## [What is being asked]
For each line of the listing that includes the word "FetcherFactory", show the whole line.

## [Extracted records]
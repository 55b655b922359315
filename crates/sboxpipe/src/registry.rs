//! Process-wide typed plugin registry.
//!
//! Plugins are indexed by `(kind, name)` → factory. The registry is seeded
//! with the built-ins at first use and may be extended at startup by
//! embedders; lookups after that are read-only.

use std::collections::HashMap;
use std::sync::{Arc, OnceLock, RwLock};

use sboxpipe_types::{PluginSpec, SingboxVariant};

use crate::export::{self, Exporter};
use crate::fetch::{ApiTokenFetcher, Fetcher, FileFetcher, UrlFetcher};
use crate::middleware::{self, Middleware};
use crate::parse::{self, Parser};
use crate::policy::Policy;
use crate::postprocess::{self, PostProcessor};

#[derive(Debug, Clone, Copy, PartialEq, Eq, Hash)]
pub enum PluginKind {
    Fetcher,
    Parser,
    Middleware,
    Postprocessor,
    Policy,
    Exporter,
}

impl std::fmt::Display for PluginKind {
    fn fmt(&self, f: &mut std::fmt::Formatter<'_>) -> std::fmt::Result {
        let token = match self {
            PluginKind::Fetcher => "fetcher",
            PluginKind::Parser => "parser",
            PluginKind::Middleware => "middleware",
            PluginKind::Postprocessor => "postprocessor",
            PluginKind::Policy => "policy",
            PluginKind::Exporter => "exporter",
        };
        f.write_str(token)
    }
}

type FetcherFactory = Arc<dyn Fn() -> Box<dyn Fetcher> + Send + Sync>;
type ParserFactory = Arc<dyn Fn() -> Box<dyn Parser> + Send + Sync>;
type MiddlewareFactory = Arc<dyn Fn(&PluginSpec) -> Option<Box<dyn Middleware>> + Send + Sync>;
type PostprocessorFactory =
    Arc<dyn Fn(&PluginSpec) -> Option<Box<dyn PostProcessor>> + Send + Sync>;
type PolicyFactory = Arc<dyn Fn() -> Box<dyn Policy> + Send + Sync>;
type ExporterFactory = Arc<dyn Fn() -> Box<dyn Exporter> + Send + Sync>;

/// Typed `(kind, name)` → factory index.
#[derive(Default)]
pub struct PluginRegistry {
    fetchers: RwLock<HashMap<String, FetcherFactory>>,
    parsers: RwLock<HashMap<String, ParserFactory>>,
    middleware: RwLock<HashMap<String, MiddlewareFactory>>,
    postprocessors: RwLock<HashMap<String, PostprocessorFactory>>,
    policies: RwLock<HashMap<String, PolicyFactory>>,
    exporters: RwLock<HashMap<String, ExporterFactory>>,
}

impl PluginRegistry {
    pub fn new() -> Self {
        Self::default()
    }

    /// The process-wide registry, seeded with all built-ins.
    pub fn global() -> &'static PluginRegistry {
        static GLOBAL: OnceLock<PluginRegistry> = OnceLock::new();
        GLOBAL.get_or_init(|| {
            let registry = PluginRegistry::new();
            registry.seed_builtins();
            registry
        })
    }

    /// Register every built-in plugin under its canonical name.
    pub fn seed_builtins(&self) {
        self.register_fetcher("url", || Box::new(UrlFetcher));
        self.register_fetcher("file", || Box::new(FileFetcher::unrestricted()));
        self.register_fetcher("api-token", || Box::new(ApiTokenFetcher::from_env()));

        for parser in parse::builtin_parsers() {
            let name = parser.name();
            match name {
                "base64" => self.register_parser(name, || Box::new(parse::Base64Parser)),
                "singbox" => self.register_parser(name, || Box::new(parse::SingboxParser)),
                "json" => self.register_parser(name, || Box::new(parse::JsonParser)),
                "clash" => self.register_parser(name, || Box::new(parse::ClashYamlParser)),
                "uri-list" => self.register_parser(name, || Box::new(parse::UriListParser)),
                _ => {}
            }
        }

        for name in [
            "logging",
            "enrichment",
            "tag-normalize",
            "outbound-filter",
            "route-config",
        ] {
            self.register_middleware(name, middleware::from_spec);
        }

        for name in ["geo-filter", "tag-filter", "latency-sort", "deduplicate"] {
            self.register_postprocessor(name, postprocess::from_spec);
        }

        self.register_policy("protocol", || {
            Box::new(crate::policy::ProtocolPolicy::default())
        });
        self.register_policy("encryption", || {
            Box::new(crate::policy::EncryptionPolicy::default())
        });
        self.register_policy("authentication", || {
            Box::new(crate::policy::AuthenticationPolicy::default())
        });
        self.register_policy("country", || {
            Box::new(crate::policy::CountryPolicy::default())
        });
        self.register_policy("geo-warn", || {
            Box::new(crate::policy::GeoWarnPolicy::default())
        });
        self.register_policy("integrity", || Box::new(crate::policy::IntegrityPolicy));
        self.register_policy("permission", || {
            Box::new(crate::policy::PermissionPolicy::default())
        });
        self.register_policy("limit", || Box::new(crate::policy::LimitPolicy::default()));

        self.register_exporter("singbox-modern", || {
            Box::new(export::SingboxExporter::new(SingboxVariant::Modern))
        });
        self.register_exporter("singbox-legacy", || {
            Box::new(export::SingboxExporter::new(SingboxVariant::Legacy))
        });
        self.register_exporter("clash", || Box::new(export::ClashExporter));
    }

    pub fn register_fetcher<F>(&self, name: &str, factory: F)
    where
        F: Fn() -> Box<dyn Fetcher> + Send + Sync + 'static,
    {
        self.fetchers
            .write()
            .expect("registry lock poisoned")
            .insert(name.to_string(), Arc::new(factory));
    }

    pub fn register_parser<F>(&self, name: &str, factory: F)
    where
        F: Fn() -> Box<dyn Parser> + Send + Sync + 'static,
    {
        self.parsers
            .write()
            .expect("registry lock poisoned")
            .insert(name.to_string(), Arc::new(factory));
    }

    pub fn register_middleware<F>(&self, name: &str, factory: F)
    where
        F: Fn(&PluginSpec) -> Option<Box<dyn Middleware>> + Send + Sync + 'static,
    {
        self.middleware
            .write()
            .expect("registry lock poisoned")
            .insert(name.to_string(), Arc::new(factory));
    }

    pub fn register_postprocessor<F>(&self, name: &str, factory: F)
    where
        F: Fn(&PluginSpec) -> Option<Box<dyn PostProcessor>> + Send + Sync + 'static,
    {
        self.postprocessors
            .write()
            .expect("registry lock poisoned")
            .insert(name.to_string(), Arc::new(factory));
    }

    pub fn register_policy<F>(&self, name: &str, factory: F)
    where
        F: Fn() -> Box<dyn Policy> + Send + Sync + 'static,
    {
        self.policies
            .write()
            .expect("registry lock poisoned")
            .insert(name.to_string(), Arc::new(factory));
    }

    pub fn register_exporter<F>(&self, name: &str, factory: F)
    where
        F: Fn() -> Box<dyn Exporter> + Send + Sync + 'static,
    {
        self.exporters
            .write()
            .expect("registry lock poisoned")
            .insert(name.to_string(), Arc::new(factory));
    }

    pub fn fetcher(&self, name: &str) -> Option<Box<dyn Fetcher>> {
        let factory = self
            .fetchers
            .read()
            .expect("registry lock poisoned")
            .get(name)
            .cloned()?;
        Some(factory())
    }

    pub fn parser(&self, name: &str) -> Option<Box<dyn Parser>> {
        let factory = self
            .parsers
            .read()
            .expect("registry lock poisoned")
            .get(name)
            .cloned()?;
        Some(factory())
    }

    pub fn middleware(&self, spec: &PluginSpec) -> Option<Box<dyn Middleware>> {
        let factory = self
            .middleware
            .read()
            .expect("registry lock poisoned")
            .get(&spec.name)
            .cloned()?;
        factory(spec)
    }

    pub fn postprocessor(&self, spec: &PluginSpec) -> Option<Box<dyn PostProcessor>> {
        let factory = self
            .postprocessors
            .read()
            .expect("registry lock poisoned")
            .get(&spec.name)
            .cloned()?;
        factory(spec)
    }

    pub fn policy(&self, name: &str) -> Option<Box<dyn Policy>> {
        let factory = self
            .policies
            .read()
            .expect("registry lock poisoned")
            .get(name)
            .cloned()?;
        Some(factory())
    }

    pub fn exporter(&self, name: &str) -> Option<Box<dyn Exporter>> {
        let factory = self
            .exporters
            .read()
            .expect("registry lock poisoned")
            .get(name)
            .cloned()?;
        Some(factory())
    }

    /// Registered names for one kind, sorted.
    pub fn list(&self, kind: PluginKind) -> Vec<String> {
        let mut names: Vec<String> = match kind {
            PluginKind::Fetcher => self
                .fetchers
                .read()
                .expect("registry lock poisoned")
                .keys()
                .cloned()
                .collect(),
            PluginKind::Parser => self
                .parsers
                .read()
                .expect("registry lock poisoned")
                .keys()
                .cloned()
                .collect(),
            PluginKind::Middleware => self
                .middleware
                .read()
                .expect("registry lock poisoned")
                .keys()
                .cloned()
                .collect(),
            PluginKind::Postprocessor => self
                .postprocessors
                .read()
                .expect("registry lock poisoned")
                .keys()
                .cloned()
                .collect(),
            PluginKind::Policy => self
                .policies
                .read()
                .expect("registry lock poisoned")
                .keys()
                .cloned()
                .collect(),
            PluginKind::Exporter => self
                .exporters
                .read()
                .expect("registry lock poisoned")
                .keys()
                .cloned()
                .collect(),
        };
        names.sort();
        names
    }
}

## [Answer space]
type FetcherFactory = Arc<dyn Fn() -> Box<dyn Fetcher> + Send + Sync>;
    fetchers: RwLock<HashMap<String, FetcherFactory>>,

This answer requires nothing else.